TASK GOAL — Write out each line from the data below that includes the word "trailing".

[Saved entries]
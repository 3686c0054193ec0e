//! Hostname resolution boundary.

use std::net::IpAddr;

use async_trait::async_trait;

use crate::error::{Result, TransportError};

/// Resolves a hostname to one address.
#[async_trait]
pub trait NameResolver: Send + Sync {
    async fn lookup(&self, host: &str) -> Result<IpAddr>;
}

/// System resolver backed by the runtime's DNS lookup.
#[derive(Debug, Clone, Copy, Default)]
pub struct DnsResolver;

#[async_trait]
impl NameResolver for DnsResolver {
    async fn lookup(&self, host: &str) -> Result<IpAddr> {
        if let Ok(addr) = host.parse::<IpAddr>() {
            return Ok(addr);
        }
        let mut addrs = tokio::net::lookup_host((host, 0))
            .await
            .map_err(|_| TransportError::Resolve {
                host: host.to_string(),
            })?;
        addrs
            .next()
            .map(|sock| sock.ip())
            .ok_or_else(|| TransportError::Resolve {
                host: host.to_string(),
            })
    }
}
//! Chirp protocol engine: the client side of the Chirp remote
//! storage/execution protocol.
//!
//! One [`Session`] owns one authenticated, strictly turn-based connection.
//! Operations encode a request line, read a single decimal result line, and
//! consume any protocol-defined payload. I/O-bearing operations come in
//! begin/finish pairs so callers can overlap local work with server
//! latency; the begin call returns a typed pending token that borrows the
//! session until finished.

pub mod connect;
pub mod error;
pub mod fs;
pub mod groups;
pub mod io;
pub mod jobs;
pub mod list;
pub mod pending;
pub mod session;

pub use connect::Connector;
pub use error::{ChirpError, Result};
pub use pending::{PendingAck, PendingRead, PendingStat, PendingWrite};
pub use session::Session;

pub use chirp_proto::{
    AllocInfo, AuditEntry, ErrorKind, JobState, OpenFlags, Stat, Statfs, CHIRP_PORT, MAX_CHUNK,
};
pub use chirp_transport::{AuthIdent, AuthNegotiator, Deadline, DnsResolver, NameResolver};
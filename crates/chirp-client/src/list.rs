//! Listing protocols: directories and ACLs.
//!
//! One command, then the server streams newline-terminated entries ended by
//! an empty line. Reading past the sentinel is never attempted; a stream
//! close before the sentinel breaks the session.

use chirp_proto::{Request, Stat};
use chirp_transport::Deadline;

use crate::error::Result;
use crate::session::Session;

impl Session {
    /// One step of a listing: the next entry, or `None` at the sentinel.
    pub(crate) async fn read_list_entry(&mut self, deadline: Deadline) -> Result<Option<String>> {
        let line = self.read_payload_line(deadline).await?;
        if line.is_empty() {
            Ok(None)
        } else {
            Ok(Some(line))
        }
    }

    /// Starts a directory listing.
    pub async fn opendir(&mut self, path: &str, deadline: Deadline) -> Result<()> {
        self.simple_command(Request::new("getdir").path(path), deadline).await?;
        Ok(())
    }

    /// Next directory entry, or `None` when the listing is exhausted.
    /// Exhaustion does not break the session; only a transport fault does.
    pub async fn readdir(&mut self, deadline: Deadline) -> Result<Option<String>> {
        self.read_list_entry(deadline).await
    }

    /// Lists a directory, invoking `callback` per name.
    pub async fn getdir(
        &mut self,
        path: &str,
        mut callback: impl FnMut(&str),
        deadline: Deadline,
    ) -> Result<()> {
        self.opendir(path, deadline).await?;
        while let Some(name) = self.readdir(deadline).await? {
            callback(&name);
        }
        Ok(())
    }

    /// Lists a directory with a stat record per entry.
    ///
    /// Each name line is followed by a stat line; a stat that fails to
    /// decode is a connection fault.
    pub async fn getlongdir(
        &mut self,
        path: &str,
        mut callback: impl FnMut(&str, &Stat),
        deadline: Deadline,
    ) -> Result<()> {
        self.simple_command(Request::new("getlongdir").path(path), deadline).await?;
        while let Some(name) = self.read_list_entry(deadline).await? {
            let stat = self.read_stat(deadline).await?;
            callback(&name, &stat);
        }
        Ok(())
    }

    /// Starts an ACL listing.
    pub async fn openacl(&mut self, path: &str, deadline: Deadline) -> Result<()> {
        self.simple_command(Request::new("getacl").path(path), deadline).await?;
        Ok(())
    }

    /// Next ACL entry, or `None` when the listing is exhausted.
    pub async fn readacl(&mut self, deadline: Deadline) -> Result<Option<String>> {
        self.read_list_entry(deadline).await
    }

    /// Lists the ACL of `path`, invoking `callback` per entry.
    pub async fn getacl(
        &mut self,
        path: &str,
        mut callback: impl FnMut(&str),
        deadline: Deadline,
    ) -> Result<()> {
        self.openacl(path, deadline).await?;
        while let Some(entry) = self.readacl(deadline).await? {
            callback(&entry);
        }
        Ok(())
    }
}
---
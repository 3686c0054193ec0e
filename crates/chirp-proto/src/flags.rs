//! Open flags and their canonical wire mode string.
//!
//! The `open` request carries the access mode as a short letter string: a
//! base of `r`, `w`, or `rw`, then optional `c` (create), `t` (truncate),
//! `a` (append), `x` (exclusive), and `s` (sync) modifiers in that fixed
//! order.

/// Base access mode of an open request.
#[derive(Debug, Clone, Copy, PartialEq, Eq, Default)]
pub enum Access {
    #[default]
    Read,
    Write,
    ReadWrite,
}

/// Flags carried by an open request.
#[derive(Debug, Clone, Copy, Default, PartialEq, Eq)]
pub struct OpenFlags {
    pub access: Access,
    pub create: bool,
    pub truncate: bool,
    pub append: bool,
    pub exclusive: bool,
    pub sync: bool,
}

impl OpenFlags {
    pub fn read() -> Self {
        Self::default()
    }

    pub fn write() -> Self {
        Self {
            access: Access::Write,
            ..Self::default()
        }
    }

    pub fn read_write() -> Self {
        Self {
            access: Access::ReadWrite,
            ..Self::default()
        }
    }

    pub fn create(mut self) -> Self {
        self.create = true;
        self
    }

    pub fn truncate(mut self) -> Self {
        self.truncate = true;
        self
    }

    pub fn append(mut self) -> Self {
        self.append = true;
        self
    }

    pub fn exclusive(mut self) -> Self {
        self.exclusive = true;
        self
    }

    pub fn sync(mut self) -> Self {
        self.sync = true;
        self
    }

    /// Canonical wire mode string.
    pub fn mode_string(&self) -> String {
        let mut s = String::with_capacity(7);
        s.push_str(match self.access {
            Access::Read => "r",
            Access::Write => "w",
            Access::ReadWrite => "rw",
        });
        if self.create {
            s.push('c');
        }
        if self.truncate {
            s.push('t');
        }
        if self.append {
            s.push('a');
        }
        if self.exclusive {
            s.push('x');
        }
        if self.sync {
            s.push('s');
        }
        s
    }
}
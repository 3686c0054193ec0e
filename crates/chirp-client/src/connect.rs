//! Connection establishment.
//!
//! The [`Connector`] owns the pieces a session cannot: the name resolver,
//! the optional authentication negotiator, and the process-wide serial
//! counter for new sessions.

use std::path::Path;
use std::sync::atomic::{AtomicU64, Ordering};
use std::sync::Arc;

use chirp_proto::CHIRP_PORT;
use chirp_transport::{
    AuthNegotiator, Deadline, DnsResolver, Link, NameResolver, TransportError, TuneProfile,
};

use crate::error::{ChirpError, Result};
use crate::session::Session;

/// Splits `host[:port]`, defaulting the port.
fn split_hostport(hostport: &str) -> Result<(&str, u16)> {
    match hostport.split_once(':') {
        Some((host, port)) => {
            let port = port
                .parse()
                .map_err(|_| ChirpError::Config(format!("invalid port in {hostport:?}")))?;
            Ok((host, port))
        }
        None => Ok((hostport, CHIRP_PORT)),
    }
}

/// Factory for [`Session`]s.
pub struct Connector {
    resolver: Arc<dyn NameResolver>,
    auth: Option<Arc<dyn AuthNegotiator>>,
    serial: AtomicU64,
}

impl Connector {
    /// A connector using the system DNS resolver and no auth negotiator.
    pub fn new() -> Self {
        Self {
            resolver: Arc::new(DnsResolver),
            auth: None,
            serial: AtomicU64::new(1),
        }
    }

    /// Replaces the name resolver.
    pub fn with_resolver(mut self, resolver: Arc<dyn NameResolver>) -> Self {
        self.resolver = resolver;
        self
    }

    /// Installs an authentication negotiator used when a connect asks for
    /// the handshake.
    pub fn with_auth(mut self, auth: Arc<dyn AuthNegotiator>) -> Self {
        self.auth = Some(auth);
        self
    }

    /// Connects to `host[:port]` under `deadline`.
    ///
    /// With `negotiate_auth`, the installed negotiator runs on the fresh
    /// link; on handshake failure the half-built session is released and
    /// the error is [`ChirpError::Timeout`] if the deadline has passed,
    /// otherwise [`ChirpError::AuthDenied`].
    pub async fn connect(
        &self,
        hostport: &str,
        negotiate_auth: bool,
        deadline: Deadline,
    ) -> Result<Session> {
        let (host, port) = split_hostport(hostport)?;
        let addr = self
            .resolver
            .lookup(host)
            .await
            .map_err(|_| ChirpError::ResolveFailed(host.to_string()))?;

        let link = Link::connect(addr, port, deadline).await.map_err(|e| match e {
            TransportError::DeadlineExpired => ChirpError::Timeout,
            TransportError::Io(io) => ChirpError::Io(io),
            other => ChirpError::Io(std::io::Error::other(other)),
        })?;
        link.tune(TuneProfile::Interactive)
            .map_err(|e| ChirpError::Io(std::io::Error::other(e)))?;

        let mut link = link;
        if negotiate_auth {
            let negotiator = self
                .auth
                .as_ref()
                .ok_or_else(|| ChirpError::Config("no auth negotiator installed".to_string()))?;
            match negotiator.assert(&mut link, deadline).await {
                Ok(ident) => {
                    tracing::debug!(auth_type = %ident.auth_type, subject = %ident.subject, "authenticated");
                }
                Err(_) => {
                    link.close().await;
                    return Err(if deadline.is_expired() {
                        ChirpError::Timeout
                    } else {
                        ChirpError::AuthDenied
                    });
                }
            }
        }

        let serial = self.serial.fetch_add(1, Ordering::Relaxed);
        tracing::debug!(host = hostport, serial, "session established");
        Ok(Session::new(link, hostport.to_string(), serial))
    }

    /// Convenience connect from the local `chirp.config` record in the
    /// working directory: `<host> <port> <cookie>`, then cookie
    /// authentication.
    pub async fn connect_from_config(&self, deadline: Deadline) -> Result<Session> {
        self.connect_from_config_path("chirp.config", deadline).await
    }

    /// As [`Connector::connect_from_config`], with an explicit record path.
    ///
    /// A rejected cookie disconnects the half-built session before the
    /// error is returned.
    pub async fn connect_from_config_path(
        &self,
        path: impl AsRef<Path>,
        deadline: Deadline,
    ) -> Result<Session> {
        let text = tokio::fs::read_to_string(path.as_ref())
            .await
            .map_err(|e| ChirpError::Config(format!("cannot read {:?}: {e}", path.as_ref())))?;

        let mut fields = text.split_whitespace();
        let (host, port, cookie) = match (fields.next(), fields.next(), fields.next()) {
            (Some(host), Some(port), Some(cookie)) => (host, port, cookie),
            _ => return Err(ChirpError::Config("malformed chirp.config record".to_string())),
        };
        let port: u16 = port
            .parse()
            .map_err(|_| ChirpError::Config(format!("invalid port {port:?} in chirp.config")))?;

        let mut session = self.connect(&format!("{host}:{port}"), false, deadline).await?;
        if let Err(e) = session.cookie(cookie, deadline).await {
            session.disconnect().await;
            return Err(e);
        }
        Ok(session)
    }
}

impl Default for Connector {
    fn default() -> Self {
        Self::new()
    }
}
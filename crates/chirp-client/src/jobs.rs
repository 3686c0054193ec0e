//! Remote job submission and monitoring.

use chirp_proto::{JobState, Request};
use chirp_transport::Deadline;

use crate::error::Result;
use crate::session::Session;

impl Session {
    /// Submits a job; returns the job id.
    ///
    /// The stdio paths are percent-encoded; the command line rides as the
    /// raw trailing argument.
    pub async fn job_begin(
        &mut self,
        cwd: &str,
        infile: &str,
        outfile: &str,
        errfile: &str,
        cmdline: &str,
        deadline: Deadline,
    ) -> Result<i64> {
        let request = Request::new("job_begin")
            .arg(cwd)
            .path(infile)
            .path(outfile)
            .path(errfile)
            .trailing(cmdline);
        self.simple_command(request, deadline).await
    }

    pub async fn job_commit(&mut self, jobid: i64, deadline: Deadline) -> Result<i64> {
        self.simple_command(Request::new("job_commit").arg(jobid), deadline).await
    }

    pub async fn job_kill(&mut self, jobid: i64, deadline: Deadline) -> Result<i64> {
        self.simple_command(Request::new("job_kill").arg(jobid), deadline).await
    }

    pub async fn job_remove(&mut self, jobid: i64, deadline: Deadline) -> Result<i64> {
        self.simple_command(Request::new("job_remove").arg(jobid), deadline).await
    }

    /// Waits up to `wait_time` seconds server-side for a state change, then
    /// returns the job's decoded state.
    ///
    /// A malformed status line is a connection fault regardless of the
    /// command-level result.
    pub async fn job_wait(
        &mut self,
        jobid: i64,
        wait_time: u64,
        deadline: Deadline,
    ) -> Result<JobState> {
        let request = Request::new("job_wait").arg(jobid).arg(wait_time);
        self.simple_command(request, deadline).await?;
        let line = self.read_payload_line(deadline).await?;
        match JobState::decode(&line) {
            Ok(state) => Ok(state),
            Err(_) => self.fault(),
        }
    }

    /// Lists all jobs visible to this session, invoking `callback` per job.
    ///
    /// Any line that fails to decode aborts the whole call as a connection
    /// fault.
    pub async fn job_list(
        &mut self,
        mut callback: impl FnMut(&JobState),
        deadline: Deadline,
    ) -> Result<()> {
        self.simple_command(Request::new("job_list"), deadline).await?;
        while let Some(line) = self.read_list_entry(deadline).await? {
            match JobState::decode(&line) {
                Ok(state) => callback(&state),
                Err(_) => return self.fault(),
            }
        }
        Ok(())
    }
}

RESULT OF THE TASK —
    /// raw trailing argument.
            .trailing(cmdline);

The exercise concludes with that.